Bishopを出てから1時間程ドライブをして、Mono Lake(モノレイク)に到着。

Tufa(トゥーファ)と言われる、炭酸カルシウムが隆起してできた奇岩が特徴の
アメリカ最古の湖です。

神秘的な光景にうっとりしてしまいます。

ところがこの湖、歴史を知ると同じ目では見れなくなります。

1941年頃ロサンゼルスの人口が急増、砂漠地帯を開拓して街を作ったロスには
水源がなく、このモノレイク湖から水を引くことにしました。

モノレイクは、流れ出る川のない湖。
ほんのわずかな水源は、雪解け水などが地面を伝わって入ってくる表面流水。

当初は、生活水として使える程度の塩分濃度だった水も、あまりに急激に、そして大量に、ロスの生活水として使われたため、水位が低くなり水質が変化してしまいました。その結果、水中の塩分濃度が以前よりも高くなり、ロス住民に健康被害が出るようになったのです。

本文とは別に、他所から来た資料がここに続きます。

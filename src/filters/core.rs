//! Core utilities shared by the mask filters.
//!
//! This module provides:
//! - Gaussian kernel generation from a pixel radius
//! - Clipped kernel sums along a row, shared by every blur variant so
//!   they agree bit for bit

use ndarray::ArrayView2;

/// Generate a normalized 1D Gaussian kernel of size `2 * radius + 1`.
///
/// Weight `i` is `exp(-(radius - i)² / 2σ²)` with `σ = radius`.
///
/// # Arguments
/// * `radius` - Half-width of the kernel in pixels
///
/// # Returns
/// Normalized kernel summing to 1
pub fn gaussian_kernel(radius: usize) -> Vec<f64> {
    if radius == 0 {
        return vec![1.0];
    }

    let sigma = radius as f64;
    let two_sigma_sq = 2.0 * sigma * sigma;
    let mut kernel: Vec<f64> = (0..=2 * radius)
        .map(|i| {
            let d = radius as f64 - i as f64;
            (-d * d / two_sigma_sq).exp()
        })
        .collect();

    let sum: f64 = kernel.iter().sum();
    for v in kernel.iter_mut() {
        *v /= sum;
    }

    kernel
}

/// Kernel index range `[start, end)` in offset space for position `pos`
/// on an axis of length `len`, clipped at the edges.
#[inline]
pub(crate) fn clipped_span(pos: usize, radius: usize, len: usize) -> (isize, isize) {
    let r = radius as isize;
    let p = pos as isize;
    let start = if p - r > 0 { -r } else { -p };
    let end = if p + r < len as isize { r + 1 } else { len as isize - p };
    (start, end)
}

/// Weighted horizontal sum of a binary mask row around `(x, y)`.
#[inline]
pub(crate) fn row_sum(data: ArrayView2<u8>, kernel: &[f64], x: usize, y: usize) -> f64 {
    let radius = kernel.len() / 2;
    let (start, end) = clipped_span(x, radius, data.dim().1);
    let mut val = 0.0;
    for i in start..end {
        let sx = (x as isize + i) as usize;
        val += data[[y, sx]] as f64 * kernel[(i + radius as isize) as usize];
    }
    val
}

/// Weighted vertical sum at row `y` of a column given by `value(row)`.
#[inline]
pub(crate) fn column_sum(
    kernel: &[f64],
    y: usize,
    height: usize,
    mut value: impl FnMut(usize) -> f64,
) -> f64 {
    let radius = kernel.len() / 2;
    let (start, end) = clipped_span(y, radius, height);
    let mut val = 0.0;
    for i in start..end {
        let sy = (y as isize + i) as usize;
        val += value(sy) * kernel[(i + radius as isize) as usize];
    }
    val
}

#[cfg(test)]
mod tests {
    use super::*;
    use ndarray::Array2;

    #[test]
    fn test_kernel_normalized_and_symmetric() {
        for radius in 1..6 {
            let k = gaussian_kernel(radius);
            assert_eq!(k.len(), 2 * radius + 1);
            let sum: f64 = k.iter().sum();
            assert!((sum - 1.0).abs() < 1e-12);
            for i in 0..k.len() {
                assert!((k[i] - k[k.len() - 1 - i]).abs() < 1e-15);
            }
            // Peak in the middle
            assert!(k[radius] > k[0]);
        }
    }

    #[test]
    fn test_zero_radius_is_identity() {
        assert_eq!(gaussian_kernel(0), vec![1.0]);
    }

    #[test]
    fn test_clipped_span() {
        assert_eq!(clipped_span(0, 2, 10), (0, 3));
        assert_eq!(clipped_span(5, 2, 10), (-2, 3));
        assert_eq!(clipped_span(9, 2, 10), (-2, 1));
    }

    #[test]
    fn test_row_sum_full_row() {
        let data = Array2::<u8>::ones((1, 9));
        let k = gaussian_kernel(2);
        assert!((row_sum(data.view(), &k, 4, 0) - 1.0).abs() < 1e-12);
        // Clipped at the left edge: only the center and right half remain
        let edge = row_sum(data.view(), &k, 0, 0);
        assert!(edge < 1.0 && edge > 0.5);
    }
}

これをきっかけに、1970年代後半からモノレイクを守ろうという運動が始まり、
モノレイクの水は生活水源として使われなくなりました。

1940年代には、トゥーファの頭の先が少ししか見えない程の水位があったそう。
あと何十年かすると、ここの水はすべて蒸発して、砂漠になってしまうかもしれないとも言われているそう。

100万年もかけて作られたこの湖を、人間は50年で破壊してしまうのです。

本当に大切なものが何かを、いつもよく考え、感じていたいです。